→ TASK DESCRIPTION:
Give back exactly the lines of the material below that start at the line containing "are synchronous from" and end at the line containing "pub fn remove(&self, rule_id: &str)", and no others.

┌────────

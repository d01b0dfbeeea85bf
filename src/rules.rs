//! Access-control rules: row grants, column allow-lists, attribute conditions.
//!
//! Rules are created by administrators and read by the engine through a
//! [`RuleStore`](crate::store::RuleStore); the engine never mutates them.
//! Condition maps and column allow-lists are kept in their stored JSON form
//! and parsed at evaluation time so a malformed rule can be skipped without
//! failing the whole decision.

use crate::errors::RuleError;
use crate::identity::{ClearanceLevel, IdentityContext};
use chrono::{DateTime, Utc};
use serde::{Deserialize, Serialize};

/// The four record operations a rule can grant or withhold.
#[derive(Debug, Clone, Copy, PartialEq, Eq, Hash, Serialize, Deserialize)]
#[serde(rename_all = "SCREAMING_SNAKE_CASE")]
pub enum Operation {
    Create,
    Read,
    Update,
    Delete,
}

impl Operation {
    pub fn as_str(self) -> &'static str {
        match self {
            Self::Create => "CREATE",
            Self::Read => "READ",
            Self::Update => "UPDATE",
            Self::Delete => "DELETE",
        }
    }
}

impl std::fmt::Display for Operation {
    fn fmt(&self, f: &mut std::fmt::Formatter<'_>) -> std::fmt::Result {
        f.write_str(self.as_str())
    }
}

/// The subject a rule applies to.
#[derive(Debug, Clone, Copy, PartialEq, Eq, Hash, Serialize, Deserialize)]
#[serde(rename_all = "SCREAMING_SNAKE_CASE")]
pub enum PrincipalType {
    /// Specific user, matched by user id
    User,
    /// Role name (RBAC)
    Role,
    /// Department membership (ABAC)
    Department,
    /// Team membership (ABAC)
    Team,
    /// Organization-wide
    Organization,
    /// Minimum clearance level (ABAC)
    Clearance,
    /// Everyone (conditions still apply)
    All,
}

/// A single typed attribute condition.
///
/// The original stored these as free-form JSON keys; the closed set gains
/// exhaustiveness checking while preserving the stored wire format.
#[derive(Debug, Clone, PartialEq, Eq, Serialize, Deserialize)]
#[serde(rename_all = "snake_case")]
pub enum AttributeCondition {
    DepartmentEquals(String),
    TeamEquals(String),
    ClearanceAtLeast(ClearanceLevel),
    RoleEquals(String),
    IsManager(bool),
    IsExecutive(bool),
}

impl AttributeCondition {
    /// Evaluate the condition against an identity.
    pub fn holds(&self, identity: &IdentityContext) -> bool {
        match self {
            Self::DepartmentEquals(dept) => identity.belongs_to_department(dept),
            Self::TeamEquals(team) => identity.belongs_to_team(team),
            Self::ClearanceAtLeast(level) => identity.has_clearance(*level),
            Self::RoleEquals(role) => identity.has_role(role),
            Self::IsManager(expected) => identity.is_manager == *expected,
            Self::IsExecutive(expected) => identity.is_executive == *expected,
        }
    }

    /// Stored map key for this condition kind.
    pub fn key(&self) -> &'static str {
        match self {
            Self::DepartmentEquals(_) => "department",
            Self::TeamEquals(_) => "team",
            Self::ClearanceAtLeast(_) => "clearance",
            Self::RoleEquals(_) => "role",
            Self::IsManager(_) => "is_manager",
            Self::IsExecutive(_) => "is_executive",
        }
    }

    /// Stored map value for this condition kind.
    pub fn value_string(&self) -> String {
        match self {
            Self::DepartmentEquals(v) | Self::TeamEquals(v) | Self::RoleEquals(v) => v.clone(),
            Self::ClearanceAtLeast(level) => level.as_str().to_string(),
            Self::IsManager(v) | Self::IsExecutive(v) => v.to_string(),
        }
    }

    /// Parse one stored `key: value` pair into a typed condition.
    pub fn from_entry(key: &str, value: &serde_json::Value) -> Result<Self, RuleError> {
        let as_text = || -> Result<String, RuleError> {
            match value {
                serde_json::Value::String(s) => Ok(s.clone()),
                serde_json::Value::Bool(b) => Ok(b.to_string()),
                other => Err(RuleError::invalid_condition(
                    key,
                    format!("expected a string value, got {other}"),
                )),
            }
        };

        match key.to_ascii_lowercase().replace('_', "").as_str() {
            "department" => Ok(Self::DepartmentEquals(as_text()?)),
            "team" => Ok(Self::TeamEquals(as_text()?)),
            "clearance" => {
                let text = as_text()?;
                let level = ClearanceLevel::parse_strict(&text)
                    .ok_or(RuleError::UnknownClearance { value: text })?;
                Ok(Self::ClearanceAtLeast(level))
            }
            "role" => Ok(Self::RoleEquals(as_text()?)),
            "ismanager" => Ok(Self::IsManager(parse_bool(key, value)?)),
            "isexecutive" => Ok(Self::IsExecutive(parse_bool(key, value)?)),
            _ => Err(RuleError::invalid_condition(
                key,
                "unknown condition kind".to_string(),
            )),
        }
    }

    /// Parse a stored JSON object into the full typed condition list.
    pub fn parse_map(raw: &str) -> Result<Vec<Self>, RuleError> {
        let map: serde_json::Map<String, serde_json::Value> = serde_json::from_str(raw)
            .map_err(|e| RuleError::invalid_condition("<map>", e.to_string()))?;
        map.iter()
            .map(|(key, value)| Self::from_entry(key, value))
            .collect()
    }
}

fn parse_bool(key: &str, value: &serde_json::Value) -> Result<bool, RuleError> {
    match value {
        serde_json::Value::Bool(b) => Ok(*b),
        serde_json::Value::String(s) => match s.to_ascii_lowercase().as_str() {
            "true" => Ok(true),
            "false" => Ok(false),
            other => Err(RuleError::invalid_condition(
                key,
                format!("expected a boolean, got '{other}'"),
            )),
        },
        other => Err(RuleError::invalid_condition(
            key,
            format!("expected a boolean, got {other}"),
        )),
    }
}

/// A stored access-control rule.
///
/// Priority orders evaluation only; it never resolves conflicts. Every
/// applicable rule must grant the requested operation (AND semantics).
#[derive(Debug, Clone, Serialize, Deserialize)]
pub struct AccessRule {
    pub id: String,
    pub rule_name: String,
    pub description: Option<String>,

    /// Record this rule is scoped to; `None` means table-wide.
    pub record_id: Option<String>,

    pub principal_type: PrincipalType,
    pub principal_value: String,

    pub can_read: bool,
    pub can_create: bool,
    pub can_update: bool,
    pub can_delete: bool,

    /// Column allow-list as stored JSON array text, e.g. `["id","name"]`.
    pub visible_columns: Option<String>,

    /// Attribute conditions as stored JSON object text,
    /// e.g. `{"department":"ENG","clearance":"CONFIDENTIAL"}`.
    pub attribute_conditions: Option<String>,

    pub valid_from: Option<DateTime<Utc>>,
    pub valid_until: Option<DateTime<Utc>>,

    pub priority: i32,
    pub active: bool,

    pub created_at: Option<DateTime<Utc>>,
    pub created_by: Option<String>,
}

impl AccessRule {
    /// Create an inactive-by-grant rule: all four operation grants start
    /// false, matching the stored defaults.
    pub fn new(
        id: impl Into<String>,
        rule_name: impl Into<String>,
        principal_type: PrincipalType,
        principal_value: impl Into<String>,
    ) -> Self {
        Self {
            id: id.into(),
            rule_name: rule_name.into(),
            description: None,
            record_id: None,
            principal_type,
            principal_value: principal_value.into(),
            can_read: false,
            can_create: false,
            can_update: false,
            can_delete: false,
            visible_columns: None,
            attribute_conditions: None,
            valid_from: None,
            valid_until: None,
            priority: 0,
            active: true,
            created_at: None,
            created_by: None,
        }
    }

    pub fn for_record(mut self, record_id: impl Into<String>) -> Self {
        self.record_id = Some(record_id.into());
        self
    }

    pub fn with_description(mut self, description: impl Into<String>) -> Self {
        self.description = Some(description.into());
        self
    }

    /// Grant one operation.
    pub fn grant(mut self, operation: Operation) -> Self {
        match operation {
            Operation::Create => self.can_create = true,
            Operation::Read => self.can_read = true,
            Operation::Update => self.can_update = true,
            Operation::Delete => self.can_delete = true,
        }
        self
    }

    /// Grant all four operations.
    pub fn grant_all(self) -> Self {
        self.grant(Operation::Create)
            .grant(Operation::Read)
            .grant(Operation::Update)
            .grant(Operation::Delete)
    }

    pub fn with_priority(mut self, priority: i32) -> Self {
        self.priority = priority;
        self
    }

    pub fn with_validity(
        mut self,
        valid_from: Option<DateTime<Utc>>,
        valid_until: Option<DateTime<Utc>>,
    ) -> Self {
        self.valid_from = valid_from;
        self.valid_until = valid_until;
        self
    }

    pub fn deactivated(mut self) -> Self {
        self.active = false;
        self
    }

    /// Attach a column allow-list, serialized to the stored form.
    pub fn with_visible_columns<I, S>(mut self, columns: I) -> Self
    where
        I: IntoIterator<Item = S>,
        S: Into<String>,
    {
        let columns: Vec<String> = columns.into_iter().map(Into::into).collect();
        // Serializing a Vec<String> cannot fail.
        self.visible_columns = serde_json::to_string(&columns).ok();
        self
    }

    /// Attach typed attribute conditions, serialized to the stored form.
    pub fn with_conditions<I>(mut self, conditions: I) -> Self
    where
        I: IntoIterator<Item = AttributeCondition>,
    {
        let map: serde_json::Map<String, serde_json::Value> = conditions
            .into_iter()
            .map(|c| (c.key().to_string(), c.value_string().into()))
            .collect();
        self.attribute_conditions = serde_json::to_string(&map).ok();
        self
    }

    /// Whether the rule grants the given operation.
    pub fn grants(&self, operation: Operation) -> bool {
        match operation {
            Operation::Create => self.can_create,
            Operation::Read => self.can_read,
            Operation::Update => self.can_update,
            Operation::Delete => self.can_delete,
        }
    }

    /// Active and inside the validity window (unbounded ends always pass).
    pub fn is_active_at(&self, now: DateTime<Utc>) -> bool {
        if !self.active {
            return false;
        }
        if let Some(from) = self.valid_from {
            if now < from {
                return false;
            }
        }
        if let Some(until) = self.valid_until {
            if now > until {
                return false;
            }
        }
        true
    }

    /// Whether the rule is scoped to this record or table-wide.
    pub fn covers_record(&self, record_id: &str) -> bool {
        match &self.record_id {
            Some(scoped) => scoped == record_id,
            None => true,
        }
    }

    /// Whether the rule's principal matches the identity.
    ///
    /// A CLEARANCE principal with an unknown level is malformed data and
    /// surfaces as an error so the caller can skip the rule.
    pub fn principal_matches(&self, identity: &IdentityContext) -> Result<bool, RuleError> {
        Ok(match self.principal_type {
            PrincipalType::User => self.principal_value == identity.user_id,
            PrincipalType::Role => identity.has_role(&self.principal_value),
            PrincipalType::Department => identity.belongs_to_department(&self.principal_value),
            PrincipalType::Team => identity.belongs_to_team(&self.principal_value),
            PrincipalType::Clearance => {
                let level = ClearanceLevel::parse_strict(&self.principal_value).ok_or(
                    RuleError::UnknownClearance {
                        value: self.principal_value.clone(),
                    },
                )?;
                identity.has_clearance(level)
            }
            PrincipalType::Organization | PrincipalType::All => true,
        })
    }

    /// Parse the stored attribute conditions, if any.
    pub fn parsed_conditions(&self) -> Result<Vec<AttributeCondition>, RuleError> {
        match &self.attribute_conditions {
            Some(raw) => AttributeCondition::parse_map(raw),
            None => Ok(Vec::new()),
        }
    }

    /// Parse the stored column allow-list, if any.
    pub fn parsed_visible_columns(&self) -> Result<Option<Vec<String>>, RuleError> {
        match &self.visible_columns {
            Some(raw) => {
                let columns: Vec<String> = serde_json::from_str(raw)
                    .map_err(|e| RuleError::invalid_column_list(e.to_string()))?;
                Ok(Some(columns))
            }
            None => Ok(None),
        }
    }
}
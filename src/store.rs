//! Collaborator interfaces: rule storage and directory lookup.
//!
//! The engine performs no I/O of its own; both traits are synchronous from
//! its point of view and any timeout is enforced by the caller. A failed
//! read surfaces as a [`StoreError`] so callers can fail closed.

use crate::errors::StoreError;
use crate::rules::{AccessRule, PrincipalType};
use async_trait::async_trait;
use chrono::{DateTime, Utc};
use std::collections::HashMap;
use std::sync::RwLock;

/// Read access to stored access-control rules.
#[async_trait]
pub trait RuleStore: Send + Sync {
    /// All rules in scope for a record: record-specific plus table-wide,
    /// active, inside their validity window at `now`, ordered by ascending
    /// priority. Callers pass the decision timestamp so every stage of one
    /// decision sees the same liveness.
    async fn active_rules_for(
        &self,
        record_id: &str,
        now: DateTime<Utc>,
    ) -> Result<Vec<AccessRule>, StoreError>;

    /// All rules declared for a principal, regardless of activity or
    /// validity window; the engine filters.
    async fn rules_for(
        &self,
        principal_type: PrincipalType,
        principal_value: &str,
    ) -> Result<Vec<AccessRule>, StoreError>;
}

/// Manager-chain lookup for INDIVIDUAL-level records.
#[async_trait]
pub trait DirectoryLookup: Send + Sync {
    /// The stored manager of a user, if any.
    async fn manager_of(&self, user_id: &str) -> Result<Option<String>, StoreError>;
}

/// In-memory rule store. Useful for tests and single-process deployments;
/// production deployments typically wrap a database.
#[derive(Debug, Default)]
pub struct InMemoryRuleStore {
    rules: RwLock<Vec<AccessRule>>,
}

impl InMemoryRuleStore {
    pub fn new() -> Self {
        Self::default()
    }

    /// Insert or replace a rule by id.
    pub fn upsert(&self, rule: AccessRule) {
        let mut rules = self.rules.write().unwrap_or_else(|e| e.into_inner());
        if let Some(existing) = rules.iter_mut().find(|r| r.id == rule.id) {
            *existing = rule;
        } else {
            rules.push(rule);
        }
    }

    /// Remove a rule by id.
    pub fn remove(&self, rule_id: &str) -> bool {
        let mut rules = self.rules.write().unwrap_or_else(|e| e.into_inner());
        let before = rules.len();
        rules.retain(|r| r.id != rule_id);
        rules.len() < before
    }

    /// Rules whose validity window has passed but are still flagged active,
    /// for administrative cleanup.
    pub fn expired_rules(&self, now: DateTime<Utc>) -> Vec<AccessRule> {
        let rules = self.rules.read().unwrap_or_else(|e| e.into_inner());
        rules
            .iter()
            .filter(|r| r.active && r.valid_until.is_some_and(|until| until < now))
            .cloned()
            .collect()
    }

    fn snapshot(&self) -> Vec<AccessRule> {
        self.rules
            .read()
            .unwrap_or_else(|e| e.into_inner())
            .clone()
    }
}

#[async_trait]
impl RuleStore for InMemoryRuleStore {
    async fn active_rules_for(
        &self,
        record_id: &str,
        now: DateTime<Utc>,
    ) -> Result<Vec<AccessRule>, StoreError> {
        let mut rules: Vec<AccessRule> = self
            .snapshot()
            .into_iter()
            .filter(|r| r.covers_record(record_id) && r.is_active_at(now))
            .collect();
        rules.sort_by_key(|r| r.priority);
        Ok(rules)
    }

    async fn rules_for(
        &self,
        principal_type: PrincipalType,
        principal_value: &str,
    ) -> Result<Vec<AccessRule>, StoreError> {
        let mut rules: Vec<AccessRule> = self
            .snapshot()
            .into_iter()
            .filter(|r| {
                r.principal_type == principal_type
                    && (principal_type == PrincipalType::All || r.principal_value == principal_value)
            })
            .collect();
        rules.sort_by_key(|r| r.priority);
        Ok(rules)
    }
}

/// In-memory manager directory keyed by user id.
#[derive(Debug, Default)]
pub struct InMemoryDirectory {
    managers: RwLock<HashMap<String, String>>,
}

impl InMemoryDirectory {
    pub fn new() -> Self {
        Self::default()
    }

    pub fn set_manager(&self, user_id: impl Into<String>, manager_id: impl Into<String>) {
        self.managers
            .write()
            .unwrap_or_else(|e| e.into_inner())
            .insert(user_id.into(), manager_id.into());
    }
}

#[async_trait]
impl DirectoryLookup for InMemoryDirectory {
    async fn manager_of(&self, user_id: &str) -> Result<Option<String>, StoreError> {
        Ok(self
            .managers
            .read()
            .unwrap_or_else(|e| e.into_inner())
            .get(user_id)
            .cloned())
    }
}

└────────

→ OUTPUT:
//! The engine performs no I/O of its own; both traits are synchronous from
//! its point of view and any timeout is enforced by the caller. A failed
//! read surfaces as a [`StoreError`] so callers can fail closed.

use crate::errors::StoreError;
use crate::rules::{AccessRule, PrincipalType};
use async_trait::async_trait;
use chrono::{DateTime, Utc};
use std::collections::HashMap;
use std::sync::RwLock;

/// Read access to stored access-control rules.
#[async_trait]
pub trait RuleStore: Send + Sync {
    /// All rules in scope for a record: record-specific plus table-wide,
    /// active, inside their validity window at `now`, ordered by ascending
    /// priority. Callers pass the decision timestamp so every stage of one
    /// decision sees the same liveness.
    async fn active_rules_for(
        &self,
        record_id: &str,
        now: DateTime<Utc>,
    ) -> Result<Vec<AccessRule>, StoreError>;

    /// All rules declared for a principal, regardless of activity or
    /// validity window; the engine filters.
    async fn rules_for(
        &self,
        principal_type: PrincipalType,
        principal_value: &str,
    ) -> Result<Vec<AccessRule>, StoreError>;
}

/// Manager-chain lookup for INDIVIDUAL-level records.
#[async_trait]
pub trait DirectoryLookup: Send + Sync {
    /// The stored manager of a user, if any.
    async fn manager_of(&self, user_id: &str) -> Result<Option<String>, StoreError>;
}

/// In-memory rule store. Useful for tests and single-process deployments;
/// production deployments typically wrap a database.
#[derive(Debug, Default)]
pub struct InMemoryRuleStore {
    rules: RwLock<Vec<AccessRule>>,
}

impl InMemoryRuleStore {
    pub fn new() -> Self {
        Self::default()
    }

    /// Insert or replace a rule by id.
    pub fn upsert(&self, rule: AccessRule) {
        let mut rules = self.rules.write().unwrap_or_else(|e| e.into_inner());
        if let Some(existing) = rules.iter_mut().find(|r| r.id == rule.id) {
            *existing = rule;
        } else {
            rules.push(rule);
        }
    }

    /// Remove a rule by id.
    pub fn remove(&self, rule_id: &str) -> bool {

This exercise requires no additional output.